#### ABOUT THIS TASK
State the number of lines in the material below that contain the word "struct", without any other text.
====== EXTRACTED ENTRIES ======
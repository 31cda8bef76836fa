//! Broadcast naming for resource events
//!
//! Generated event classes broadcast on presence channels named
//! `{account}.resource.{resource}.{suffix}`. The suffix tells listeners which
//! view is affected: `m` (menu), `b` (browse list), and `r`/`e`/`d` followed
//! by the object id for the read, edit and delete views of one object.
//!
//! | action | with object id | without |
//! |---|---|---|
//! | Browse | `b` | `b` |
//! | Read | `r{id}` | nothing |
//! | Add | `m`, `b` | `m`, `b` |
//! | Edit, Delete, Lock, Unlock | `m`, `b`, `r{id}`, `e{id}`, `d{id}` | `m`, `b` |

use std::fmt;

use serde::{Deserialize, Serialize};
use serde_json::{json, Value};

/// Account used when an event does not name one
pub const DEFAULT_ACCOUNT: &str = "default";

/// Resource event kinds
#[derive(Debug, Clone, Copy, PartialEq, Eq, Hash, Serialize, Deserialize)]
pub enum EventAction {
    /// Listing was viewed
    Browse,
    /// One object was viewed
    Read,
    /// One object was changed
    Edit,
    /// An object was created
    Add,
    /// An object was removed
    Delete,
    /// An object was locked for editing
    Lock,
    /// An object lock was released
    Unlock,
}

impl EventAction {
    /// All actions, in generation order
    pub const ALL: [Self; 7] = [
        Self::Browse,
        Self::Read,
        Self::Edit,
        Self::Add,
        Self::Delete,
        Self::Lock,
        Self::Unlock,
    ];

    /// Class-name suffix (`Browse`, `Read`, ...)
    #[must_use]
    pub const fn as_str(self) -> &'static str {
        match self {
            Self::Browse => "Browse",
            Self::Read => "Read",
            Self::Edit => "Edit",
            Self::Add => "Add",
            Self::Delete => "Delete",
            Self::Lock => "Lock",
            Self::Unlock => "Unlock",
        }
    }

    /// Past tense used in the broadcast name
    #[must_use]
    pub const fn past_tense(self) -> &'static str {
        match self {
            Self::Browse => "browsed",
            Self::Read => "read",
            Self::Edit => "edited",
            Self::Add => "added",
            Self::Delete => "deleted",
            Self::Lock => "locked",
            Self::Unlock => "unlocked",
        }
    }

    /// Browse events are named after the plural resource
    #[must_use]
    pub const fn uses_plural_name(self) -> bool {
        matches!(self, Self::Browse)
    }
}

impl fmt::Display for EventAction {
    fn fmt(&self, f: &mut fmt::Formatter<'_>) -> fmt::Result {
        f.write_str(self.as_str())
    }
}

/// Presence channels an event broadcasts on
///
/// # Examples
///
/// ```
/// # use resource_wizard::events::{channel_names, EventAction};
/// assert_eq!(
///     channel_names(EventAction::Read, "person", "acme", Some("7")),
///     vec!["acme.resource.person.r7"],
/// );
/// ```
#[must_use]
pub fn channel_names(
    action: EventAction,
    resource: &str,
    account: &str,
    object_id: Option<&str>,
) -> Vec<String> {
    let channel = |suffix: &str| format!("{account}.resource.{resource}.{suffix}");

    match (action, object_id) {
        (EventAction::Browse, _) => vec![channel("b")],
        (EventAction::Read, Some(id)) => vec![channel(&format!("r{id}"))],
        (EventAction::Read, None) => Vec::new(),
        (EventAction::Add, _) | (_, None) => vec![channel("m"), channel("b")],
        (_, Some(id)) => vec![
            channel("m"),
            channel("b"),
            channel(&format!("r{id}")),
            channel(&format!("e{id}")),
            channel(&format!("d{id}")),
        ],
    }
}

/// Event name seen by listeners, e.g. `person.edited`
#[must_use]
pub fn broadcast_name(action: EventAction, resource: &str) -> String {
    format!("{resource}.{}", action.past_tense())
}

/// User that triggered an event
#[derive(Debug, Clone, PartialEq, Eq, Serialize, Deserialize)]
pub struct Requester {
    /// User id
    pub id: Value,
    /// Display name
    pub name: String,
}

impl Default for Requester {
    fn default() -> Self {
        Self {
            id: json!(0),
            name: "System".to_string(),
        }
    }
}

/// One resource event ready to broadcast
#[derive(Debug, Clone, PartialEq, Eq)]
pub struct BroadcastEvent {
    action: EventAction,
    resource: String,
    account: String,
    object_id: Option<String>,
    requester: Requester,
}

impl BroadcastEvent {
    /// Event for `resource` in the default account with the system requester
    #[must_use]
    pub fn new(action: EventAction, resource: impl Into<String>) -> Self {
        Self {
            action,
            resource: resource.into(),
            account: DEFAULT_ACCOUNT.to_string(),
            object_id: None,
            requester: Requester::default(),
        }
    }

    /// Scope to an account
    #[must_use]
    pub fn with_account(mut self, account: impl Into<String>) -> Self {
        self.account = account.into();
        self
    }

    /// Attach the affected object's id
    #[must_use]
    pub fn with_object_id(mut self, id: impl ToString) -> Self {
        self.object_id = Some(id.to_string());
        self
    }

    /// Record who triggered the event
    #[must_use]
    pub fn with_requester(mut self, requester: Requester) -> Self {
        self.requester = requester;
        self
    }

    /// Event kind
    #[must_use]
    pub const fn action(&self) -> EventAction {
        self.action
    }

    /// Account the event is scoped to
    #[must_use]
    pub fn account(&self) -> &str {
        &self.account
    }

    /// Channels to broadcast on
    #[must_use]
    pub fn channels(&self) -> Vec<String> {
        channel_names(
            self.action,
            &self.resource,
            &self.account,
            self.object_id.as_deref(),
        )
    }

    /// Broadcast name
    #[must_use]
    pub fn broadcast_as(&self) -> String {
        broadcast_name(self.action, &self.resource)
    }

    /// Payload sent with the event
    #[must_use]
    pub fn payload(&self) -> Value {
        json!({ "requester": self.requester })
    }
}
======
#### SOLUTION
2